Records excerpted from a collection:
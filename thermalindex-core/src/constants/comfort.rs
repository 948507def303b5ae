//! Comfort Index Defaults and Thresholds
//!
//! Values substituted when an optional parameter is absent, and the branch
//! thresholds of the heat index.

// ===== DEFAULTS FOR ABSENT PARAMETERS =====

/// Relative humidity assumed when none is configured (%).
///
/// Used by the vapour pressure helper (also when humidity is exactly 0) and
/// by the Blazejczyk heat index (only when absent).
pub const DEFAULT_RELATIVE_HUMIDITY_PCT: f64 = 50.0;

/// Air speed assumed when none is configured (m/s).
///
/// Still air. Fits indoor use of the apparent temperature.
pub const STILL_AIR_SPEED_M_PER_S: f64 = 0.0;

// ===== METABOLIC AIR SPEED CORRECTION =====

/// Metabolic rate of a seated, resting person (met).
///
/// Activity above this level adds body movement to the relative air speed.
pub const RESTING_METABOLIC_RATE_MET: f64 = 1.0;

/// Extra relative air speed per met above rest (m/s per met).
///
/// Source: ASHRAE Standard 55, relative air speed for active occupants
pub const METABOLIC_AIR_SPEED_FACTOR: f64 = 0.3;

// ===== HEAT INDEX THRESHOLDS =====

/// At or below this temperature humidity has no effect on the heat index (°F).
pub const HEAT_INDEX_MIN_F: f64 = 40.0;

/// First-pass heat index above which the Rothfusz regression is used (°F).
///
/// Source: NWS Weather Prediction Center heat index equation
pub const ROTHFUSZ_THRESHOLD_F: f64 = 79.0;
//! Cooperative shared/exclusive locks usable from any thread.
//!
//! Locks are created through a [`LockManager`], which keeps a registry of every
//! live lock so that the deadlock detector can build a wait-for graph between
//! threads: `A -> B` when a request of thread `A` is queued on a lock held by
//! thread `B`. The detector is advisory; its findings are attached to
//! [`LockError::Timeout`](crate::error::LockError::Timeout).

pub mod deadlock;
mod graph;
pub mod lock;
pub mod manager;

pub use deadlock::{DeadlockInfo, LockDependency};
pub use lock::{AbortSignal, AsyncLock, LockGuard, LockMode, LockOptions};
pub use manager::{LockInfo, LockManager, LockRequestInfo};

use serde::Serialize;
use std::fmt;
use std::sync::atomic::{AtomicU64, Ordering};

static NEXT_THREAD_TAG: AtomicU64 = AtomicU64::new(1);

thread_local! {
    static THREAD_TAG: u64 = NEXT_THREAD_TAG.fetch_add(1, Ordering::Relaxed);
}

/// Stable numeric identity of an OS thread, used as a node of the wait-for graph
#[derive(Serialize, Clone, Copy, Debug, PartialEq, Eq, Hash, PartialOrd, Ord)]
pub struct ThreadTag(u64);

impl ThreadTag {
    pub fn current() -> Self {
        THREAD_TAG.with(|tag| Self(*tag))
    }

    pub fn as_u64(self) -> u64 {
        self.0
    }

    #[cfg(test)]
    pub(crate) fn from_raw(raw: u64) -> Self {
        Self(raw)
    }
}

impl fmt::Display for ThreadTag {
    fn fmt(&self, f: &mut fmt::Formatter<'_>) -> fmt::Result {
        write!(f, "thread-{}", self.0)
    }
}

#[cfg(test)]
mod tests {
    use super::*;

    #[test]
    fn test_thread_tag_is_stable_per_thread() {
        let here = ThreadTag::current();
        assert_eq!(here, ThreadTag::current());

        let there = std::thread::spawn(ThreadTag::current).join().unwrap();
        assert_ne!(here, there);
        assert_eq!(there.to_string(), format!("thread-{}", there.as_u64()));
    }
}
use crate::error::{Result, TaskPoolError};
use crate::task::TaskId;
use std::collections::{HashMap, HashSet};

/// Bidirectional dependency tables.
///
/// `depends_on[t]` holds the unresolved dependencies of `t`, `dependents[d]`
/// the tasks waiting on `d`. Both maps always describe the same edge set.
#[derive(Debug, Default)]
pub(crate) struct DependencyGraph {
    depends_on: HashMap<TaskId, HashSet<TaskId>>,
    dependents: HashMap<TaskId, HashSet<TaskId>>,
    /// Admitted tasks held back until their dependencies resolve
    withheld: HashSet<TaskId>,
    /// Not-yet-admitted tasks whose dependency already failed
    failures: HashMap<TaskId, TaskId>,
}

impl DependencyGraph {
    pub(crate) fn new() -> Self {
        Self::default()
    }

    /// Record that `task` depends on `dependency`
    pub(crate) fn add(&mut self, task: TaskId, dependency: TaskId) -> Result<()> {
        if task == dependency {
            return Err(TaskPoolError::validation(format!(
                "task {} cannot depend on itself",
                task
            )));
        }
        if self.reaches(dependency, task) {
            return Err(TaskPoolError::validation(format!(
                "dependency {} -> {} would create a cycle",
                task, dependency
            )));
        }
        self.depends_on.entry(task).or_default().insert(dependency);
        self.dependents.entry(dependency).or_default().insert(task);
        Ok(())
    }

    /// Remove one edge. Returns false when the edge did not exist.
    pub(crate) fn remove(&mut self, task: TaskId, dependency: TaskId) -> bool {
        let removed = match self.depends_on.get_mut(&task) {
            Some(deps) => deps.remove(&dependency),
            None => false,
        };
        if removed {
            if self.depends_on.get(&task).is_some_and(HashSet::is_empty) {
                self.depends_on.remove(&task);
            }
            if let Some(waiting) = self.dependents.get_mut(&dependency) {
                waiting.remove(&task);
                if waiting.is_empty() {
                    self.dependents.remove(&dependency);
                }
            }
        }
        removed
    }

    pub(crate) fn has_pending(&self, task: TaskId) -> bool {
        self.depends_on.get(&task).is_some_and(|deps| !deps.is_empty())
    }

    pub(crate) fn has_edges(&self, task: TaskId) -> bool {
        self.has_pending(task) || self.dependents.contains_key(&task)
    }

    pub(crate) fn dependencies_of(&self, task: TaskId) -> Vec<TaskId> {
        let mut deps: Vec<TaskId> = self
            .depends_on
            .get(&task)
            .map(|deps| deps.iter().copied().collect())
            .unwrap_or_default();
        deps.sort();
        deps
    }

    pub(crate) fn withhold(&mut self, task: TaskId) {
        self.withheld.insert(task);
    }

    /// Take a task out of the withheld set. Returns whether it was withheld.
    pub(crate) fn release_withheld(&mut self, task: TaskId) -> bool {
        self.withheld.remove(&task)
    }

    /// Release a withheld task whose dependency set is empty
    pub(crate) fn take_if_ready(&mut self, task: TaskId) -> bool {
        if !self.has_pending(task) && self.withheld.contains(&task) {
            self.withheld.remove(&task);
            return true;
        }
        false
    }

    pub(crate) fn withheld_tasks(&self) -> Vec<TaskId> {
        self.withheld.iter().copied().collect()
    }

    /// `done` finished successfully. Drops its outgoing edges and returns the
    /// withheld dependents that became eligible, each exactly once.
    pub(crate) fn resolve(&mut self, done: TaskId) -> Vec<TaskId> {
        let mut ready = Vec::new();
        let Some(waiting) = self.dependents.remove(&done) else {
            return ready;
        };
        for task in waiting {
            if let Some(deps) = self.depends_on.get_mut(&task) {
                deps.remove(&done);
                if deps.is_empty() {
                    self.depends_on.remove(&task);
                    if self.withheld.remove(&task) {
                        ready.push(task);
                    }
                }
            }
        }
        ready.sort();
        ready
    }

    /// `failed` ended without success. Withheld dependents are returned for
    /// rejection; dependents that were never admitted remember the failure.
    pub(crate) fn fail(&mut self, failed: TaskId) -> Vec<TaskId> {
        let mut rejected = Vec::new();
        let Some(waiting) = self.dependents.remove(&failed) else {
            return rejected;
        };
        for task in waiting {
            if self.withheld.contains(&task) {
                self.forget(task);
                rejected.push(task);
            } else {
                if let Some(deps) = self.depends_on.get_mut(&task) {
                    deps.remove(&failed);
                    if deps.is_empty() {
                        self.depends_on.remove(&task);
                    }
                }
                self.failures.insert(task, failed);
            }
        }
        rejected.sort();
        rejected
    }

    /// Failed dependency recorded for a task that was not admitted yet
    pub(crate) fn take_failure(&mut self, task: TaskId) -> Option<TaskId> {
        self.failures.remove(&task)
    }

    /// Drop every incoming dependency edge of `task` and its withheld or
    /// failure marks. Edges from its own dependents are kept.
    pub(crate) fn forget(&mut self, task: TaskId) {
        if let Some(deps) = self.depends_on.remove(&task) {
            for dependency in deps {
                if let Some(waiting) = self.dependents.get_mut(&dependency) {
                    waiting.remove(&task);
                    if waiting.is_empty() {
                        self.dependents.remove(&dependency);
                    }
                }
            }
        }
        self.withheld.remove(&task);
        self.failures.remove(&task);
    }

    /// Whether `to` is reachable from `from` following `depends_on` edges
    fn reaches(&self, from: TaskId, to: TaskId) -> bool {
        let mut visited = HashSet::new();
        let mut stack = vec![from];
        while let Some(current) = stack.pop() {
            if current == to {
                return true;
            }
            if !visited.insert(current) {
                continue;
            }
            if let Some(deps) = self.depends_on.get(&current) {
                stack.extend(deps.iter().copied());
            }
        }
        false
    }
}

--

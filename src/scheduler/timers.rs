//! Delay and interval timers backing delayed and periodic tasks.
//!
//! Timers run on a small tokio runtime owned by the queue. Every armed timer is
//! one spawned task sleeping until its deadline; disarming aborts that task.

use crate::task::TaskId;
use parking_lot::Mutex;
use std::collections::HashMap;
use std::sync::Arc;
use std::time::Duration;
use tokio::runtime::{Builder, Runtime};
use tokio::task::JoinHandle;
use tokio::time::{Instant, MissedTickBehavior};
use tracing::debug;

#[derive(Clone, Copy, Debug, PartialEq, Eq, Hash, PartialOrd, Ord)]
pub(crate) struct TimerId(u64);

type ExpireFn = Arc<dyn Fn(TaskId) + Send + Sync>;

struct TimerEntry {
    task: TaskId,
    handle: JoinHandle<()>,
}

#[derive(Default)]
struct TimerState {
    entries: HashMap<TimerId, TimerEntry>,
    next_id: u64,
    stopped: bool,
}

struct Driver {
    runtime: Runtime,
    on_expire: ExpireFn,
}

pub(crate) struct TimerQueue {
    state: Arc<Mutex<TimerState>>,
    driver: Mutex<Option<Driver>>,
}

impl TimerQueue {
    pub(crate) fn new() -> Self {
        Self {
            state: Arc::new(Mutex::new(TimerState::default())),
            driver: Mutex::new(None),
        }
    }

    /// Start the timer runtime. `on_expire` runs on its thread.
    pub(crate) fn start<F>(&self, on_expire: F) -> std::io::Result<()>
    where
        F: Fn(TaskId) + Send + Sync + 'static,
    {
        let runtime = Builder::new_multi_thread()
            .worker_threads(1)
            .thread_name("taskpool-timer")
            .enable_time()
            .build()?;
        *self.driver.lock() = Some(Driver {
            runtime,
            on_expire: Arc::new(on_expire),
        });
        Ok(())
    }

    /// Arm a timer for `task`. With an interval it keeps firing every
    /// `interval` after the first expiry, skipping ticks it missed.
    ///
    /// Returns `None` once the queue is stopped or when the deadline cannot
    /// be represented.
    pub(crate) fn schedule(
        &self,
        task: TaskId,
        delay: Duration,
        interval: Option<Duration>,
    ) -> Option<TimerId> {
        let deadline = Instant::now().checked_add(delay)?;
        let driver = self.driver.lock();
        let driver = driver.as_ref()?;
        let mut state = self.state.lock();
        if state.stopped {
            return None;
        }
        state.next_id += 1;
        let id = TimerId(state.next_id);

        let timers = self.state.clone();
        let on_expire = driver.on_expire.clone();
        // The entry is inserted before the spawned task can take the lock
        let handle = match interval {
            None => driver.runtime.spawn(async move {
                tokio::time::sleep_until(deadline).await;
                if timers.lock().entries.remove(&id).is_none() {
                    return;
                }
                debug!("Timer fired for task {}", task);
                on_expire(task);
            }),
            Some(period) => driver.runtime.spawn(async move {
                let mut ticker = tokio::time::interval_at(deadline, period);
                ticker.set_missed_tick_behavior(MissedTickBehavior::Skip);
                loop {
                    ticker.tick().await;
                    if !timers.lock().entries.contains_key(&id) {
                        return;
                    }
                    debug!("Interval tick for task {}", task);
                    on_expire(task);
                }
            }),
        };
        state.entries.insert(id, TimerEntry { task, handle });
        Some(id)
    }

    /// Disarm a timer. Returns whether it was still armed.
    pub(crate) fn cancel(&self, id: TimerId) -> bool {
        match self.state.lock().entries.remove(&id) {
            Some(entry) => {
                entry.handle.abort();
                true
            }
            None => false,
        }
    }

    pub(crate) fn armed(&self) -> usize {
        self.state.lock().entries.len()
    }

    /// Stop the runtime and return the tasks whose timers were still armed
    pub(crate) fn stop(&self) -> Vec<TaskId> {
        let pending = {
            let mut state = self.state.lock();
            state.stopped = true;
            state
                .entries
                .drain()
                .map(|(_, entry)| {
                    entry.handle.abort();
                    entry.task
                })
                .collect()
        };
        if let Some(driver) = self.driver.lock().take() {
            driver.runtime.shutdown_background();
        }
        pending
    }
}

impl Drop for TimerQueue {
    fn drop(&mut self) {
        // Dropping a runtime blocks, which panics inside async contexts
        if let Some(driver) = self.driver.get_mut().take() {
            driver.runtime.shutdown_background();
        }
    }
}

> _WHAT IS NEEDED_:
Report every line in the data that holds "spawned", copying each one.

> _RESULT_:
//! one spawned task sleeping until its deadline; disarming aborts that task.
        // The entry is inserted before the spawned task can take the lock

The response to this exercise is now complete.